局所的なネットワークの普及とスケーラブルな制御 Prevalence and scalable control of localized networks
Chao Duan , Takashi Nishikawa and Adilson E. Motter
Proceedings of the National Academy of Sciences Published:August 5, 2022
The control of large-scale networks is a pressing problem of relevance to numerous natural and engineered systems. Despite recent advances in network and control science, there has been a lack of fundamental understanding about the network properties that can enable effective and efficient control of such systems. Here, we demonstrate that network locality, which we show to be a rather common property, can dramatically improve our ability to control large-scale networks. In particular, we demonstrate that locality can be exploited to substantially simplify the task of controlling nonlinear networks for desirable dynamical performance while minimizing the control effort.
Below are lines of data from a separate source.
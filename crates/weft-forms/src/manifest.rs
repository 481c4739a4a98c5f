//! Field manifests: the explicit accessor table of a command object
//!
//! A command type implements [`FormObject`] by returning a static
//! [`Manifest`] that lists each bindable field together with a plain accessor
//! function. Every `FormObject` is usable as a type-erased [`Bindable`],
//! which is what the resolver and binder walk.
//!
//! ```
//! use std::sync::LazyLock;
//! use weft_forms::{FormObject, Manifest};
//!
//! #[derive(Default)]
//! struct Address {
//!     city: String,
//! }
//!
//! impl FormObject for Address {
//!     fn manifest() -> &'static Manifest<Self> {
//!         static MANIFEST: LazyLock<Manifest<Address>> = LazyLock::new(|| {
//!             Manifest::builder().field("city", |a: &mut Address| &mut a.city).build()
//!         });
//!         &MANIFEST
//!     }
//! }
//!
//! #[derive(Default)]
//! struct Person {
//!     name: String,
//!     age: u32,
//!     address: Address,
//! }
//!
//! impl FormObject for Person {
//!     fn manifest() -> &'static Manifest<Self> {
//!         static MANIFEST: LazyLock<Manifest<Person>> = LazyLock::new(|| {
//!             Manifest::builder()
//!                 .field("name", |p: &mut Person| &mut p.name)
//!                 .field("age", |p: &mut Person| &mut p.age)
//!                 .nested("address", |p: &mut Person| &mut p.address)
//!                 .build()
//!         });
//!         &MANIFEST
//!     }
//! }
//!
//! assert!(Person::manifest().contains("address"));
//! assert_eq!(Person::manifest().names().count(), 3);
//! ```

use crate::path::Selector;
use crate::slot::{
	ENUM_ARRAY_TYPE, ENUM_TYPE, FieldSlot, FormEnum, OPTIONAL_ENUM_TYPE, enum_value, parse_enum,
};
use crate::value::{Coercion, ConversionError, FieldType, FieldValue};
use indexmap::IndexMap;
use std::collections::{BTreeMap, HashMap};

/// A command object with a static field manifest
pub trait FormObject: Sized + 'static {
	fn manifest() -> &'static Manifest<Self>;

	/// Duplicate-submission token carried by the form, if it has one
	fn token(&self) -> Option<&str> {
		None
	}

	/// Store a freshly issued duplicate-submission token
	fn set_token(&mut self, _token: String) {}
}

/// Describes one declared field
#[derive(Debug, Clone, Copy, PartialEq, Eq)]
pub struct FieldDescriptor {
	pub name: &'static str,
	pub field_type: FieldType,
	/// Type that declares the field
	pub declared_on: &'static str,
}

/// Type-erased view of a command object used by the resolver and binder
pub trait Bindable {
	fn type_name(&self) -> &'static str;

	/// Descriptor of a field declared directly on this object
	fn descriptor(&self, name: &str) -> Option<FieldDescriptor>;

	/// Whether `name` is a nested object, list, or map declared directly on this object
	fn has_child(&self, name: &str) -> bool;

	/// Step into a nested object, list element, or map value
	fn child_mut(&mut self, name: &str, selector: &Selector) -> Option<&mut dyn Bindable>;

	/// The embedded object this type extends, searched after its own fields
	fn parent_mut(&mut self) -> Option<&mut dyn Bindable>;

	fn assign(
		&mut self,
		name: &str,
		selector: &Selector,
		value: FieldValue,
		coercion: Coercion,
	) -> Result<(), ConversionError>;

	fn value(&mut self, name: &str, selector: &Selector) -> Option<FieldValue>;
}

trait SlotAccess<T>: Send + Sync {
	fn assign(
		&self,
		target: &mut T,
		selector: &Selector,
		value: FieldValue,
		coercion: Coercion,
	) -> Result<(), ConversionError>;

	fn value(&self, target: &mut T, selector: &Selector) -> Option<FieldValue>;
}

trait ChildAccess<T>: Send + Sync {
	fn child<'a>(&self, target: &'a mut T, selector: &Selector) -> Option<&'a mut dyn Bindable>;
}

struct ScalarAccess<T, V> {
	access: fn(&mut T) -> &mut V,
}

impl<T, V: FieldSlot + 'static> SlotAccess<T> for ScalarAccess<T, V> {
	fn assign(
		&self,
		target: &mut T,
		selector: &Selector,
		value: FieldValue,
		coercion: Coercion,
	) -> Result<(), ConversionError> {
		let slot = (self.access)(target);
		match selector {
			Selector::Whole => slot.assign(value, coercion),
			other => slot.assign_at(other, value, coercion),
		}
	}

	fn value(&self, target: &mut T, selector: &Selector) -> Option<FieldValue> {
		let whole = (self.access)(target).value();
		match (selector, whole) {
			(Selector::Whole, value) => Some(value),
			(Selector::Index(i), FieldValue::List(items)) => items.into_iter().nth(*i),
			_ => None,
		}
	}
}

struct EnumAccess<T, E> {
	access: fn(&mut T) -> &mut E,
}

impl<T, E: FormEnum + Default> SlotAccess<T> for EnumAccess<T, E> {
	fn assign(
		&self,
		target: &mut T,
		selector: &Selector,
		value: FieldValue,
		_coercion: Coercion,
	) -> Result<(), ConversionError> {
		if *selector != Selector::Whole {
			return Err(ConversionError::NotIndexed(format!("{selector:?}")));
		}
		*(self.access)(target) = match value {
			FieldValue::Null => E::default(),
			other => parse_enum(other)?,
		};
		Ok(())
	}

	fn value(&self, target: &mut T, _selector: &Selector) -> Option<FieldValue> {
		Some(enum_value((self.access)(target)))
	}
}

struct OptionalEnumAccess<T, E> {
	access: fn(&mut T) -> &mut Option<E>,
}

impl<T, E: FormEnum> SlotAccess<T> for OptionalEnumAccess<T, E> {
	fn assign(
		&self,
		target: &mut T,
		selector: &Selector,
		value: FieldValue,
		_coercion: Coercion,
	) -> Result<(), ConversionError> {
		if *selector != Selector::Whole {
			return Err(ConversionError::NotIndexed(format!("{selector:?}")));
		}
		*(self.access)(target) = match value {
			FieldValue::Null => None,
			other => Some(parse_enum(other)?),
		};
		Ok(())
	}

	fn value(&self, target: &mut T, _selector: &Selector) -> Option<FieldValue> {
		Some(
			(self.access)(target)
				.as_ref()
				.map(enum_value)
				.unwrap_or(FieldValue::Null),
		)
	}
}

struct EnumArrayAccess<T, E> {
	access: fn(&mut T) -> &mut Vec<E>,
}

impl<T, E: FormEnum> SlotAccess<T> for EnumArrayAccess<T, E> {
	fn assign(
		&self,
		target: &mut T,
		selector: &Selector,
		value: FieldValue,
		_coercion: Coercion,
	) -> Result<(), ConversionError> {
		if *selector != Selector::Whole {
			return Err(ConversionError::NotIndexed(format!("{selector:?}")));
		}
		let mut items = Vec::new();
		value.flatten_into(&mut items);
		let parsed = items
			.into_iter()
			.filter(|item| !item.is_null())
			.map(parse_enum)
			.collect::<Result<Vec<E>, _>>()?;
		*(self.access)(target) = parsed;
		Ok(())
	}

	fn value(&self, target: &mut T, _selector: &Selector) -> Option<FieldValue> {
		Some(FieldValue::List(
			(self.access)(target).iter().map(enum_value).collect(),
		))
	}
}

struct NestedAccess<T, C> {
	access: fn(&mut T) -> &mut C,
}

impl<T, C: Bindable + 'static> ChildAccess<T> for NestedAccess<T, C> {
	fn child<'a>(&self, target: &'a mut T, selector: &Selector) -> Option<&'a mut dyn Bindable> {
		match selector {
			Selector::Whole => Some((self.access)(target)),
			_ => None,
		}
	}
}

struct ListAccess<T, C> {
	access: fn(&mut T) -> &mut Vec<C>,
	grow: Option<fn() -> C>,
}

impl<T, C: Bindable + 'static> ChildAccess<T> for ListAccess<T, C> {
	fn child<'a>(&self, target: &'a mut T, selector: &Selector) -> Option<&'a mut dyn Bindable> {
		let Selector::Index(index) = selector else {
			return None;
		};
		let items = (self.access)(target);
		if let Some(filler) = self.grow {
			while items.len() <= *index {
				items.push(filler());
			}
		}
		items.get_mut(*index).map(|item| item as &mut dyn Bindable)
	}
}

/// Keyed collection of bindable values reachable through `name(key)`
pub trait ChildMap {
	type Child: Bindable + 'static;

	fn child_mut(&mut self, key: &str) -> Option<&mut Self::Child>;
}

impl<C: Bindable + 'static> ChildMap for HashMap<String, C> {
	type Child = C;

	fn child_mut(&mut self, key: &str) -> Option<&mut C> {
		self.get_mut(key)
	}
}

impl<C: Bindable + 'static> ChildMap for BTreeMap<String, C> {
	type Child = C;

	fn child_mut(&mut self, key: &str) -> Option<&mut C> {
		self.get_mut(key)
	}
}

struct MapAccess<T, M> {
	access: fn(&mut T) -> &mut M,
}

impl<T, M: ChildMap + 'static> ChildAccess<T> for MapAccess<T, M> {
	fn child<'a>(&self, target: &'a mut T, selector: &Selector) -> Option<&'a mut dyn Bindable> {
		let Selector::Key(key) = selector else {
			return None;
		};
		(self.access)(target)
			.child_mut(key)
			.map(|child| child as &mut dyn Bindable)
	}
}

enum Entry<T> {
	Field {
		field_type: FieldType,
		access: Box<dyn SlotAccess<T>>,
	},
	Child {
		access: Box<dyn ChildAccess<T>>,
	},
}

impl<T> Entry<T> {
	fn field_type(&self) -> FieldType {
		match self {
			Entry::Field { field_type, .. } => *field_type,
			Entry::Child { .. } => FieldType::object(),
		}
	}
}

/// Accessor table for a command type
pub struct Manifest<T> {
	type_name: &'static str,
	entries: IndexMap<&'static str, Entry<T>>,
	parent: Option<Box<dyn ChildAccess<T>>>,
}

impl<T: 'static> Manifest<T> {
	pub fn builder() -> ManifestBuilder<T> {
		ManifestBuilder {
			manifest: Manifest {
				type_name: std::any::type_name::<T>(),
				entries: IndexMap::new(),
				parent: None,
			},
		}
	}

	pub fn type_name(&self) -> &'static str {
		self.type_name
	}

	pub fn contains(&self, name: &str) -> bool {
		self.entries.contains_key(name)
	}

	/// Declared field names in registration order
	pub fn names(&self) -> impl Iterator<Item = &'static str> + '_ {
		self.entries.keys().copied()
	}

	pub fn descriptor(&self, name: &str) -> Option<FieldDescriptor> {
		self.entries.get_key_value(name).map(|(key, entry)| FieldDescriptor {
			name: *key,
			field_type: entry.field_type(),
			declared_on: self.type_name,
		})
	}
}

/// Builder for [`Manifest`]
pub struct ManifestBuilder<T> {
	manifest: Manifest<T>,
}

impl<T: 'static> ManifestBuilder<T> {
	fn entry(mut self, name: &'static str, entry: Entry<T>) -> Self {
		self.manifest.entries.insert(name, entry);
		self
	}

	/// A scalar, optional, or array field of a built-in value type
	pub fn field<V: FieldSlot + 'static>(self, name: &'static str, access: fn(&mut T) -> &mut V) -> Self {
		self.entry(
			name,
			Entry::Field {
				field_type: V::field_type(),
				access: Box::new(ScalarAccess { access }),
			},
		)
	}

	/// A required enum field; blank input resets it to the default variant
	pub fn enumeration<E: FormEnum + Default>(self, name: &'static str, access: fn(&mut T) -> &mut E) -> Self {
		self.entry(
			name,
			Entry::Field {
				field_type: ENUM_TYPE,
				access: Box::new(EnumAccess { access }),
			},
		)
	}

	pub fn optional_enumeration<E: FormEnum>(
		self,
		name: &'static str,
		access: fn(&mut T) -> &mut Option<E>,
	) -> Self {
		self.entry(
			name,
			Entry::Field {
				field_type: OPTIONAL_ENUM_TYPE,
				access: Box::new(OptionalEnumAccess { access }),
			},
		)
	}

	pub fn enumeration_array<E: FormEnum>(self, name: &'static str, access: fn(&mut T) -> &mut Vec<E>) -> Self {
		self.entry(
			name,
			Entry::Field {
				field_type: ENUM_ARRAY_TYPE,
				access: Box::new(EnumArrayAccess { access }),
			},
		)
	}

	/// A nested command object reachable as `name.field`
	pub fn nested<C: Bindable + 'static>(self, name: &'static str, access: fn(&mut T) -> &mut C) -> Self {
		self.entry(
			name,
			Entry::Child {
				access: Box::new(NestedAccess { access }),
			},
		)
	}

	/// Objects reachable as `name[i].field`; out-of-range indexes do not resolve
	pub fn list<C: Bindable + 'static>(self, name: &'static str, access: fn(&mut T) -> &mut Vec<C>) -> Self {
		self.entry(
			name,
			Entry::Child {
				access: Box::new(ListAccess { access, grow: None }),
			},
		)
	}

	/// Like [`list`](Self::list), but pads with default elements up to the index
	pub fn growth_list<C: Bindable + Default + 'static>(
		self,
		name: &'static str,
		access: fn(&mut T) -> &mut Vec<C>,
	) -> Self {
		self.entry(
			name,
			Entry::Child {
				access: Box::new(ListAccess {
					access,
					grow: Some(C::default),
				}),
			},
		)
	}

	/// Objects reachable as `name(key).field`
	pub fn map<M: ChildMap + 'static>(self, name: &'static str, access: fn(&mut T) -> &mut M) -> Self {
		self.entry(
			name,
			Entry::Child {
				access: Box::new(MapAccess { access }),
			},
		)
	}

	/// Embedded object whose fields are found after this type's own fields
	pub fn extends<P: Bindable + 'static>(mut self, access: fn(&mut T) -> &mut P) -> Self {
		self.manifest.parent = Some(Box::new(NestedAccess { access }));
		self
	}

	pub fn build(self) -> Manifest<T> {
		self.manifest
	}
}

impl<T: FormObject> Bindable for T {
	fn type_name(&self) -> &'static str {
		T::manifest().type_name
	}

	fn descriptor(&self, name: &str) -> Option<FieldDescriptor> {
		T::manifest().descriptor(name)
	}

	fn has_child(&self, name: &str) -> bool {
		matches!(T::manifest().entries.get(name), Some(Entry::Child { .. }))
	}

	fn child_mut(&mut self, name: &str, selector: &Selector) -> Option<&mut dyn Bindable> {
		match T::manifest().entries.get(name)? {
			Entry::Child { access } => access.child(self, selector),
			Entry::Field { .. } => None,
		}
	}

	fn parent_mut(&mut self) -> Option<&mut dyn Bindable> {
		let parent = T::manifest().parent.as_ref()?;
		parent.child(self, &Selector::Whole)
	}

	fn assign(
		&mut self,
		name: &str,
		selector: &Selector,
		value: FieldValue,
		coercion: Coercion,
	) -> Result<(), ConversionError> {
		match T::manifest().entries.get(name) {
			Some(Entry::Field { access, .. }) => access.assign(self, selector, value, coercion),
			_ => Err(ConversionError::NotAssignable(name.to_string())),
		}
	}

	fn value(&mut self, name: &str, selector: &Selector) -> Option<FieldValue> {
		match T::manifest().entries.get(name)? {
			Entry::Field { access, .. } => access.value(self, selector),
			Entry::Child { .. } => None,
		}
	}
}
Our theory and algorithms provide a unified framework and show that local computation and communication suffice to achieve near-optimal control outcomes.
The ability to control network dynamics is essential for ensuring desirable functionality of many technological, biological, and social systems. Such systems often consist of a large number of network elements, and controlling large-scale networks remains challenging because the computation and communication requirements increase prohibitively fast with network size. Here, we introduce a notion of network locality that can be exploited to make the control of networks scalable, even when the dynamics are nonlinear. We show that network locality is captured by an information metric and is almost universally observed across real and model networks. In localized networks, the optimal control actions and system responses are both shown to be necessarily concentrated in small neighborhoods induced by the information metric. This allows us to develop localized algorithms for determining network controllability and optimizing the placement of driver nodes. This also allows us to develop a localized algorithm for designing local feedback controllers that approach the performance of the corresponding best global controllers, while incurring a computational cost orders-of-magnitude lower. We validate the locality, performance, and efficiency of the algorithms in Kuramoto oscillator networks, as well as three large empirical networks: synchronization dynamics in the Eastern US power grid, epidemic spreading mediated by the global air-transportation network, and Alzheimer’s disease dynamics in a human brain network. Taken together, our results establish that large networks can be controlled with computation and communication costs comparable to those for small networks.